§ **Supplied data**:
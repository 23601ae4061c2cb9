//! Database initialization tests
//!
//! Covers automatic creation, idempotent re-open and the attendance
//! uniqueness constraint enforced by the schema.

use rollcall_common::db::init::{init_database, init_memory_database};
use sqlx::SqlitePool;
use tempfile::TempDir;

async fn table_names(pool: &SqlitePool) -> Vec<String> {
    sqlx::query_scalar::<_, String>(
        "SELECT name FROM sqlite_master WHERE type='table' AND name NOT LIKE 'sqlite_%' ORDER BY name",
    )
    .fetch_all(pool)
    .await
    .unwrap()
}

async fn seed_student_and_class(pool: &SqlitePool) {
    sqlx::query(
        "INSERT INTO users (id, username, role, first_name, last_name, email, created_at)
         VALUES (1, 'prof.johnson', 'teacher', 'John', 'Johnson', 'prof@school.edu', '2024-01-01T00:00:00+00:00')",
    )
    .execute(pool)
    .await
    .unwrap();
    sqlx::query(
        "INSERT INTO students (id, student_code, first_name, last_name, grade, section, created_at)
         VALUES (1, 'STU001', 'Alex', 'Johnson', '10', 'A', '2024-01-01T00:00:00+00:00')",
    )
    .execute(pool)
    .await
    .unwrap();
    sqlx::query(
        "INSERT INTO classes (id, name, subject, teacher_id, grade, section, created_at)
         VALUES (1, 'Mathematics', 'Mathematics', 1, '10', 'A', '2024-01-01T00:00:00+00:00')",
    )
    .execute(pool)
    .await
    .unwrap();
}

async fn insert_attendance(pool: &SqlitePool, day: &str) -> Result<(), sqlx::Error> {
    sqlx::query(
        "INSERT INTO attendance_records
            (student_id, class_id, attendance_date, status, marked_at, method, created_at)
         VALUES (1, 1, ?, 'present', '2024-01-01T08:00:00+00:00', 'manual', '2024-01-01T08:00:00+00:00')",
    )
    .bind(day)
    .execute(pool)
    .await
    .map(|_| ())
}

#[tokio::test]
async fn test_database_creation_when_missing() {
    let temp_dir = TempDir::new().unwrap();
    let db_path = temp_dir.path().join("nested").join("rollcall.db");

    let pool = init_database(&db_path).await.expect("database should initialize");

    assert!(db_path.exists(), "Database file was not created");
    assert_eq!(
        table_names(&pool).await,
        vec!["attendance_records", "classes", "notifications", "students", "users"]
    );
}

#[tokio::test]
async fn test_database_opens_existing() {
    let temp_dir = TempDir::new().unwrap();
    let db_path = temp_dir.path().join("rollcall.db");

    let first = init_database(&db_path).await.unwrap();
    seed_student_and_class(&first).await;
    first.close().await;

    let second = init_database(&db_path).await.expect("re-open should succeed");
    let students: i64 = sqlx::query_scalar("SELECT COUNT(*) FROM students")
        .fetch_one(&second)
        .await
        .unwrap();
    assert_eq!(students, 1, "existing rows survive schema re-application");
}

#[tokio::test]
async fn test_attendance_unique_per_student_class_day() {
    let pool = init_memory_database().await.unwrap();
    seed_student_and_class(&pool).await;

    insert_attendance(&pool, "2024-05-06").await.unwrap();
    insert_attendance(&pool, "2024-05-07").await.unwrap();

    let duplicate = insert_attendance(&pool, "2024-05-06").await;
    match duplicate {
        Err(sqlx::Error::Database(e)) => assert!(e.is_unique_violation()),
        other => panic!("expected unique violation, got {:?}", other),
    }
}

#[tokio::test]
async fn test_attendance_requires_existing_student() {
    let pool = init_memory_database().await.unwrap();
    seed_student_and_class(&pool).await;

    let result = sqlx::query(
        "INSERT INTO attendance_records
            (student_id, class_id, attendance_date, status, marked_at, method, created_at)
         VALUES (99, 1, '2024-05-06', 'present', '2024-05-06T08:00:00+00:00', 'manual', '2024-05-06T08:00:00+00:00')",
    )
    .execute(&pool)
    .await;

    assert!(result.is_err(), "foreign keys should be enforced");
}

§ **Task objective**:
Reproduce the entries exactly, but only from their first line to the line holding "use tempfile::TempDir;", with that last line kept.

§ **Result of the task**:
repository 23601ae4061c2cb9
//! Database initialization tests
//!
//! Covers automatic creation, idempotent re-open and the attendance
//! uniqueness constraint enforced by the schema.

use rollcall_common::db::init::{init_database, init_memory_database};
use sqlx::SqlitePool;
use tempfile::TempDir;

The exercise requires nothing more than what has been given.